W zależności od obszaru programowego poziom dofinansowania sięga od 45 proc. do 100 proc. Ze 164 mln euro na łagodzenie i przeciwdziałanie zmianom klimatycznym, 140 mln euro to fundusze pochodzące z Mechanizmu Finansowego Europejskiego Obszaru Gospodarczego (MF EOG).

Środki zostaną przeznaczone na realizację projektów w trzech obszarach: energii odnawialnej i efektywności energetycznej; łagodzenia zmian klimatu i ograniczenia narażenia na tego typu zmiany oraz środowiska naturalnego i ekosystemów.

Pierwsze nabory projektów ruszyły na początku ubiegłego miesiąca i prowadzi je Narodowy Fundusz Ochrony Środowiska i Gospodarki Wodnej.

Dofinansowanie będzie przyznawane w formie dotacji. Natomiast w przypadku projektów związanych z energetyką dodatkowe środki w wysokości 500 mln zł udostępni NFOŚiGW.

Dofinansowanie uzupełniające z NFOŚiGW będzie dostępne w formie preferencyjnych pożyczek umożliwiających pokrycie różnicy pomiędzy uzyskanym grantem ze środków norweskich, a nawet 100 proc. kosztów kwalifikowanych projektu.

Jednym z trzech obszarów tematycznych, w których zostaną uruchomione nabory wniosków o dotacje, jest obszar „Energia odnawialna, efektywność energetyczna, bezpieczeństwo energetyczne”.

Do podziału w tym obszarze są dotacje w łącznej wysokości 423 mln zł. Natomiast łączna wartość dofinansowania w dwóch pozostałych obszarach – „Środowisko naturalne i ekosystemy” oraz „Łagodzenia zmian klimatu i adaptacji do ich skutków” – wynosi w sumie niemal 160 mln zł.

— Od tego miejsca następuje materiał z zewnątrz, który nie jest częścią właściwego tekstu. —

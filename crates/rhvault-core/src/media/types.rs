use std::fs;
use std::io::{BufRead, Cursor, Seek, Write};
use std::path::Path;

use image::io::Reader as ImageReader;
use image::{ColorType, DynamicImage, ImageError, ImageFormat};
use log::{debug, error};
use rand::RngCore;

pub use image::RgbImage;

use crate::error::VaultError;
use crate::media::image::{capacity, LsbCodec};
use crate::media::CodecOptions;
use crate::result::Result;

use super::Persist;

/// Container formats that store RGB pixels bit exact
#[derive(Debug, Clone, Copy, PartialEq, Eq)]
pub enum LosslessFormat {
    Png,
    Bmp,
}

impl LosslessFormat {
    /// picks the format from the file extension
    pub fn from_path(path: &Path) -> Result<Self> {
        let format = ImageFormat::from_path(path).map_err(|_| {
            VaultError::UnsupportedImageFormat(format!("unknown image file extension of {path:?}"))
        })?;

        Self::try_from(format)
    }
}

impl TryFrom<ImageFormat> for LosslessFormat {
    type Error = VaultError;

    fn try_from(format: ImageFormat) -> Result<Self> {
        match format {
            ImageFormat::Png => Ok(Self::Png),
            ImageFormat::Bmp => Ok(Self::Bmp),
            other => Err(VaultError::UnsupportedImageFormat(format!(
                "{other:?} is not a supported lossless format"
            ))),
        }
    }
}

impl From<LosslessFormat> for ImageFormat {
    fn from(format: LosslessFormat) -> Self {
        match format {
            LosslessFormat::Png => ImageFormat::Png,
            LosslessFormat::Bmp => ImageFormat::Bmp,
        }
    }
}

/// An 8 bit RGB raster that carries, or is about to carry, a secret.
#[derive(Debug, Clone, PartialEq, Eq)]
pub struct CoverImage(RgbImage);

impl CoverImage {
    pub fn from_image(img: RgbImage) -> Self {
        Self(img)
    }

    /// Normalizes grey, grey+alpha and RGBA rasters to RGB.
    /// Anything wider than 8 bits per channel would lose information and is refused.
    pub fn from_dynamic_image(img: DynamicImage) -> Result<Self> {
        match img.color() {
            ColorType::Rgb8 => Ok(Self(match img {
                DynamicImage::ImageRgb8(rgb) => rgb,
                other => other.to_rgb8(),
            })),
            ColorType::L8 | ColorType::La8 | ColorType::Rgba8 => Ok(Self(img.to_rgb8())),
            other => Err(VaultError::UnsupportedImageFormat(format!(
                "{other:?} cannot be represented as 8 bit RGB without loss"
            ))),
        }
    }

    pub fn from_file(f: &Path) -> Result<Self> {
        let reader = ImageReader::open(f).map_err(|source| {
            error!("Error opening image {f:?}: {source}");
            VaultError::ReadError { source }
        })?;

        Self::from_image_reader(reader)
    }

    /// same as [`CoverImage::from_file`] for images that are already in memory
    pub fn from_bytes(bytes: &[u8]) -> Result<Self> {
        Self::from_image_reader(ImageReader::new(Cursor::new(bytes)))
    }

    fn from_image_reader<R: BufRead + Seek>(reader: ImageReader<R>) -> Result<Self> {
        let reader = reader
            .with_guessed_format()
            .map_err(|source| VaultError::ReadError { source })?;
        let Some(format) = reader.format() else {
            return Err(VaultError::UnsupportedImageFormat(
                "unrecognized image data".to_string(),
            ));
        };
        LosslessFormat::try_from(format)?;

        let img = reader.decode().map_err(|e| {
            error!("Error decoding image: {e}");
            match e {
                ImageError::Unsupported(e) => VaultError::UnsupportedImageFormat(e.to_string()),
                ImageError::IoError(source) => VaultError::ReadError { source },
                _ => VaultError::InvalidImageMedia,
            }
        })?;

        Self::from_dynamic_image(img)
    }

    pub fn dimensions(&self) -> (u32, u32) {
        self.0.dimensions()
    }

    pub fn capacity_bits(&self) -> u64 {
        capacity::capacity_bits(&self.0)
    }

    pub fn as_image(&self) -> &RgbImage {
        &self.0
    }

    pub fn into_image(self) -> RgbImage {
        self.0
    }

    /// Embeds `payload` into the least significant bits
    /// and randomizes the lowest bit of every channel after it.
    /// Nothing is modified if the payload does not fit.
    pub fn hide_data<R: RngCore + ?Sized>(
        &mut self,
        payload: &[u8],
        opts: &CodecOptions,
        rng: &mut R,
    ) -> Result<&mut Self> {
        let (width, height) = self.dimensions();
        let capacity_bits = self.capacity_bits();
        capacity::validate(capacity::payload_bits(payload.len()), capacity_bits)?;
        debug!(
            "hiding {} payload bytes in {width}x{height} pixels with {capacity_bits} bits capacity",
            payload.len()
        );

        let mut encoder = LsbCodec::encoder(&mut self.0);
        encoder.write_all(payload).map_err(|e| {
            error!("Error encoding image: {e}, kind {}", e.kind());
            match e.kind() {
                std::io::ErrorKind::WriteZero => VaultError::CapacityExceeded {
                    needed_bits: capacity::payload_bits(payload.len()),
                    capacity_bits,
                },
                _ => VaultError::ImageEncodingError,
            }
        })?;

        if opts.fill_unused_capacity {
            let filled = encoder.fill_with_noise(rng);
            debug!("filled {filled} unused channels with noise");
        }

        Ok(self)
    }

    pub fn save_to_writer<W: Write + Seek>(
        &self,
        mut writer: W,
        format: LosslessFormat,
    ) -> Result<()> {
        self.0
            .write_to(&mut writer, ImageFormat::from(format))
            .map_err(|e| {
                error!("Error saving image: {e}");
                VaultError::ImageEncodingError
            })
    }

    /// encodes the whole image into memory
    pub fn to_bytes(&self, format: LosslessFormat) -> Result<Vec<u8>> {
        let mut buffer = Cursor::new(Vec::new());
        self.save_to_writer(&mut buffer, format)?;

        Ok(buffer.into_inner())
    }
}

impl Persist for CoverImage {
    /// The image is encoded completely before the file gets created,
    /// a failing encoder leaves no half written file behind.
    fn save_as(&self, file: &Path) -> Result<()> {
        let format = LosslessFormat::from_path(file)?;
        let bytes = self.to_bytes(format)?;

        fs::write(file, bytes).map_err(|e| {
            error!("Error writing file {file:?}: {e}");
            VaultError::WriteError { source: e }
        })
    }
}
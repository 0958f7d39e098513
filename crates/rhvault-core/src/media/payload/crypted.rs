use std::io::Read;

use log::debug;
use rand::{CryptoRng, RngCore};
use rhvault_lockbox::{sealed_len, Lockbox};

use super::{PayloadCodec, PayloadWithLengthHeader};
use crate::result::Result;

/// Encryption overhead: 16 bytes (salt) + 12 bytes (nonce) + 16 bytes (GCM auth tag)
pub const ENCRYPTION_OVERHEAD: usize = rhvault_lockbox::HEADER_LEN;

/// Everything a payload adds on top of the secret, length header plus encryption overhead
pub const PAYLOAD_OVERHEAD: usize = super::LENGTH_HEADER_LEN + ENCRYPTION_OVERHEAD;

/// Encrypts the secret and hands the blob to an inner codec for framing, and the way back.
pub struct CryptedPayloadCodec<'p> {
    inner_codec: Box<dyn PayloadCodec>,
    lockbox: Lockbox,
    password: &'p str,
}

impl<'p> CryptedPayloadCodec<'p> {
    pub fn new(lockbox: Lockbox, password: &'p str) -> Self {
        Self::with_inner_codec(Box::new(PayloadWithLengthHeader), lockbox, password)
    }

    pub fn with_inner_codec(
        inner_codec: Box<dyn PayloadCodec>,
        lockbox: Lockbox,
        password: &'p str,
    ) -> Self {
        Self {
            inner_codec,
            lockbox,
            password,
        }
    }

    /// secret → encrypted blob → payload ready for embedding
    pub fn encode<R>(&self, secret: &[u8], rng: &mut R) -> Result<Vec<u8>>
    where
        R: RngCore + CryptoRng,
    {
        let blob = self.lockbox.encrypt(self.password, secret, rng)?;
        debug!(
            "sealed {} secret bytes into a blob of {} bytes",
            secret.len(),
            blob.len()
        );

        self.inner_codec.encode(&blob)
    }

    /// payload size for a secret of `secret_len` bytes, known before anything gets encrypted
    pub fn encoded_size(&self, secret_len: usize) -> usize {
        self.inner_codec.encoded_size(sealed_len(secret_len))
    }

    /// extracted payload → encrypted blob → secret
    pub fn decode(&self, content: &mut dyn Read, available: u64) -> Result<Vec<u8>> {
        let blob = self.inner_codec.decode(content, available)?;
        debug!("extracted a blob of {} bytes", blob.len());

        Ok(self.lockbox.decrypt(self.password, &blob)?)
    }
}

#[cfg(test)]
mod tests {
    use super::*;
    use crate::VaultError;
    use rand::rngs::StdRng;
    use rand::SeedableRng;
    use std::io::Cursor;

    fn codec(password: &str) -> CryptedPayloadCodec<'_> {
        CryptedPayloadCodec::new(Lockbox::with_rounds(8).unwrap(), password)
    }

    #[test]
    fn test_encryption_codec() {
        let mut rng = StdRng::seed_from_u64(11);
        let payload = codec("password42").encode(b"hello world", &mut rng).unwrap();

        assert_eq!(payload.len(), codec("password42").encoded_size(11));
        assert_eq!(payload.len(), 11 + PAYLOAD_OVERHEAD);
        assert_eq!(payload[..4], [0, 0, 0, 55]);

        let available = payload.len() as u64;
        let secret = codec("password42")
            .decode(&mut Cursor::new(payload), available)
            .unwrap();
        assert_eq!(secret, b"hello world");
    }

    #[test]
    fn test_wrong_password() {
        let mut rng = StdRng::seed_from_u64(12);
        let payload = codec("password42").encode(b"hello world", &mut rng).unwrap();

        let available = payload.len() as u64;
        let result = codec("password43").decode(&mut Cursor::new(payload), available);
        assert!(matches!(result, Err(VaultError::Authentication)));
    }

    #[test]
    fn test_empty_blob_is_not_a_secret() {
        let result = codec("pw").decode(&mut Cursor::new(vec![0, 0, 0, 0]), 4);
        assert!(matches!(result, Err(VaultError::Authentication)));
    }
}
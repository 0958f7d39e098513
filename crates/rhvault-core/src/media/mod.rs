pub mod codec_options;
pub mod image;
pub mod payload;
mod primitives;
mod types;

use std::path::Path;

pub use codec_options::CodecOptions;
pub use primitives::*;
pub use types::*;

pub trait Persist {
    fn save_as(&self, _: &Path) -> crate::Result<()>;
}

W obszarze „Energia odnawialna, efektywność energetyczna, bezpieczeństwo energetyczne” przewidziano trzy nabory wniosków o dofinansowanie w następujących działaniach. Teraz Ministerstwo Klimatu, któremu podlega NFOŚiGW, zdecydowało o wydłużeniu terminów składania wniosków.

1. Poprawa efektywności energetycznej w budynkach szkolnych

W tym działaniu dofinansowanie będzie można otrzymać na projekty związane z termomodernizacją budynków, przebudową systemów grzewczych i wentylacyjnych, wykorzystaniem systemów zarządzania energią i automatyki pogodowej, wymianą oświetlenia czy wykorzystaniem odnawialnych źródeł energii.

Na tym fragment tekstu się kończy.